**What to do:**
Match the string "canvases" against each line below, and copy every line that matches.

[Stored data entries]
-*-

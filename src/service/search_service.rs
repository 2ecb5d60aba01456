use std::cmp::Ordering;
use std::sync::Arc;

use tracing::debug;

use super::embeddings::Embedder;
use crate::db::EmbeddingStore;
use crate::errors::AppError;
use crate::models::SearchHit;

const DEFAULT_LIMIT: usize = 10;
const MAX_LIMIT: usize = 50;

/// Semantic search over stored message embeddings.
#[derive(Clone)]
pub struct SearchService {
    store: Arc<dyn EmbeddingStore>,
    embedder: Option<Arc<dyn Embedder>>,
}

impl SearchService {
    pub fn new(store: Arc<dyn EmbeddingStore>, embedder: Option<Arc<dyn Embedder>>) -> Self {
        Self { store, embedder }
    }

    pub fn is_enabled(&self) -> bool {
        self.embedder.is_some()
    }

    pub async fn search(&self, query: &str, limit: Option<usize>) -> Result<Vec<SearchHit>, AppError> {
        let embedder = self
            .embedder
            .as_ref()
            .ok_or_else(|| AppError::Unavailable("semantic search requires embeddings".to_string()))?;
        if query.trim().is_empty() {
            return Err(AppError::EmptyField { field_name: "q".to_string() });
        }
        let limit = limit.unwrap_or(DEFAULT_LIMIT).clamp(1, MAX_LIMIT);

        let Some(query_vec) = embedder.embed(query).await? else {
            return Ok(Vec::new());
        };

        let mut hits: Vec<SearchHit> = self
            .store
            .all_embeddings()
            .await?
            .into_iter()
            .map(|e| SearchHit {
                score: cosine_similarity(&query_vec, &e.embedding),
                message_id: e.message_id,
                conversation_id: e.conversation_id,
                content: e.content,
            })
            .collect();
        hits.sort_by(|a, b| b.score.partial_cmp(&a.score).unwrap_or(Ordering::Equal));
        hits.truncate(limit);
        debug!(results = hits.len(), "Semantic search complete");
        Ok(hits)
    }
}

pub fn cosine_similarity(a: &[f32], b: &[f32]) -> f32 {
    if a.len() != b.len() || a.is_empty() {
        return 0.0;
    }
    let dot: f32 = a.iter().zip(b).map(|(x, y)| x * y).sum();
    let norm_a = a.iter().map(|x| x * x).sum::<f32>().sqrt();
    let norm_b = b.iter().map(|x| x * x).sum::<f32>().sqrt();
    if norm_a == 0.0 || norm_b == 0.0 {
        return 0.0;
    }
    dot / (norm_a * norm_b)
}
//! Process-local storage used by `exec --no-conversation` and by tests.

use std::collections::HashMap;
use std::sync::{Mutex, MutexGuard};

use async_trait::async_trait;
use chrono::Utc;
use uuid::Uuid;

use super::{CanvasStore, ChatStore, EmbeddingStore};
use crate::errors::AppError;
use crate::models::{Canvas, Conversation, Message, MessageRole, NewMessage, PendingEmbedding, StoredEmbedding};

#[derive(Default)]
struct Tables {
    conversations: HashMap<String, Conversation>,
    messages: Vec<Message>,
    embeddings: HashMap<String, (StoredEmbedding, String)>,
    canvases: HashMap<String, Canvas>,
}

impl Tables {
    fn append(&mut self, message: NewMessage) -> Message {
        let position = self
            .messages
            .iter()
            .filter(|m| m.conversation_id == message.conversation_id)
            .map(|m| m.position)
            .max()
            .map_or(0, |p| p + 1);
        let stored = Message {
            id: Uuid::new_v4().to_string(),
            conversation_id: message.conversation_id,
            role: message.role,
            content: message.content,
            position,
            tool_calls: message.tool_calls,
            created_at: Utc::now(),
        };
        self.messages.push(stored.clone());
        stored
    }
}

#[derive(Default)]
pub struct MemoryStore {
    tables: Mutex<Tables>,
}

impl MemoryStore {
    pub fn new() -> Self {
        Self::default()
    }

    fn lock(&self) -> MutexGuard<'_, Tables> {
        self.tables.lock().unwrap_or_else(|poisoned| poisoned.into_inner())
    }

    /// Content hash stored alongside a message's embedding, if any.
    pub fn content_hash(&self, message_id: &str) -> Option<String> {
        self.lock().embeddings.get(message_id).map(|(_, hash)| hash.clone())
    }
}

#[async_trait]
impl ChatStore for MemoryStore {
    async fn create_conversation(&self, conversation: &Conversation) -> Result<Conversation, AppError> {
        self.lock()
            .conversations
            .insert(conversation.id.clone(), conversation.clone());
        Ok(conversation.clone())
    }

    async fn list_conversations(&self) -> Result<Vec<Conversation>, AppError> {
        let mut all: Vec<Conversation> = self.lock().conversations.values().cloned().collect();
        all.sort_by(|a, b| b.updated_at.cmp(&a.updated_at));
        Ok(all)
    }

    async fn get_conversation(&self, id: &str) -> Result<Option<Conversation>, AppError> {
        Ok(self.lock().conversations.get(id).cloned())
    }

    async fn delete_conversation(&self, id: &str) -> Result<bool, AppError> {
        let mut tables = self.lock();
        let existed = tables.conversations.remove(id).is_some();
        tables.messages.retain(|m| m.conversation_id != id);
        tables.canvases.remove(id);
        tables.embeddings.retain(|_, (e, _)| e.conversation_id != id);
        Ok(existed)
    }

    async fn touch_conversation(&self, id: &str) -> Result<(), AppError> {
        if let Some(c) = self.lock().conversations.get_mut(id) {
            c.updated_at = Utc::now();
        }
        Ok(())
    }

    async fn create_message(&self, message: NewMessage) -> Result<Message, AppError> {
        Ok(self.lock().append(message))
    }

    async fn create_messages(&self, messages: Vec<NewMessage>) -> Result<Vec<Message>, AppError> {
        let mut tables = self.lock();
        Ok(messages.into_iter().map(|m| tables.append(m)).collect())
    }

    async fn list_messages(&self, conversation_id: &str) -> Result<Vec<Message>, AppError> {
        let mut msgs: Vec<Message> = self
            .lock()
            .messages
            .iter()
            .filter(|m| m.conversation_id == conversation_id)
            .cloned()
            .collect();
        msgs.sort_by_key(|m| m.position);
        Ok(msgs)
    }

    async fn rewind(&self, conversation_id: &str, position: i64) -> Result<u64, AppError> {
        let mut tables = self.lock();
        let before = tables.messages.len();
        tables
            .messages
            .retain(|m| m.conversation_id != conversation_id || m.position <= position);
        Ok((before - tables.messages.len()) as u64)
    }
}

#[async_trait]
impl EmbeddingStore for MemoryStore {
    async fn unembedded_messages(&self, limit: usize, min_length: usize) -> Result<Vec<PendingEmbedding>, AppError> {
        let tables = self.lock();
        Ok(tables
            .messages
            .iter()
            .filter(|m| matches!(m.role, MessageRole::User | MessageRole::Assistant))
            .filter(|m| !tables.embeddings.contains_key(&m.id))
            .filter(|m| m.content.trim().chars().count() >= min_length)
            .take(limit)
            .map(|m| PendingEmbedding {
                message_id: m.id.clone(),
                conversation_id: m.conversation_id.clone(),
                content: m.content.clone(),
            })
            .collect())
    }

    async fn store_embedding(
        &self,
        message_id: &str,
        conversation_id: &str,
        embedding: &[f32],
        content_hash: &str,
    ) -> Result<(), AppError> {
        let mut tables = self.lock();
        let content = tables
            .messages
            .iter()
            .find(|m| m.id == message_id)
            .map(|m| m.content.clone())
            .unwrap_or_default();
        tables.embeddings.insert(
            message_id.to_string(),
            (
                StoredEmbedding {
                    message_id: message_id.to_string(),
                    conversation_id: conversation_id.to_string(),
                    content,
                    embedding: embedding.to_vec(),
                },
                content_hash.to_string(),
            ),
        );
        Ok(())
    }

    async fn all_embeddings(&self) -> Result<Vec<StoredEmbedding>, AppError> {
        Ok(self.lock().embeddings.values().map(|(e, _)| e.clone()).collect())
    }

    async fn delete_embeddings(&self, conversation_id: &str) -> Result<u64, AppError> {
        let mut tables = self.lock();
        let before = tables.embeddings.len();
        tables.embeddings.retain(|_, (e, _)| e.conversation_id != conversation_id);
        Ok((before - tables.embeddings.len()) as u64)
    }
}

#[async_trait]
impl CanvasStore for MemoryStore {
    async fn get_canvas(&self, conversation_id: &str) -> Result<Option<Canvas>, AppError> {
        Ok(self.lock().canvases.get(conversation_id).cloned())
    }

    async fn create_canvas(&self, conversation_id: &str, title: &str, content: &str) -> Result<Canvas, AppError> {
        let mut tables = self.lock();
        if tables.canvases.contains_key(conversation_id) {
            return Err(AppError::CanvasExists { conversation_id: conversation_id.to_string() });
        }
        let now = Utc::now();
        let canvas = Canvas {
            id: Uuid::new_v4().to_string(),
            conversation_id: conversation_id.to_string(),
            title: title.to_string(),
            content: content.to_string(),
            version: 1,
            created_at: now,
            updated_at: now,
        };
        tables.canvases.insert(conversation_id.to_string(), canvas.clone());
        Ok(canvas)
    }

    async fn update_canvas(&self, conversation_id: &str, content: &str, title: Option<&str>) -> Result<Canvas, AppError> {
        let mut tables = self.lock();
        let canvas = tables
            .canvases
            .get_mut(conversation_id)
            .ok_or_else(|| AppError::RecordNotFound {
                entity_type: "canvas".to_string(),
                id: conversation_id.to_string(),
            })?;
        canvas.content = content.to_string();
        if let Some(title) = title {
            canvas.title = title.to_string();
        }
        canvas.version += 1;
        canvas.updated_at = Utc::now();
        Ok(canvas.clone())
    }
}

-*-

**Solution:**
    canvases: HashMap<String, Canvas>,
        tables.canvases.remove(id);
        Ok(self.lock().canvases.get(conversation_id).cloned())
        if tables.canvases.contains_key(conversation_id) {
        tables.canvases.insert(conversation_id.to_string(), canvas.clone());
            .canvases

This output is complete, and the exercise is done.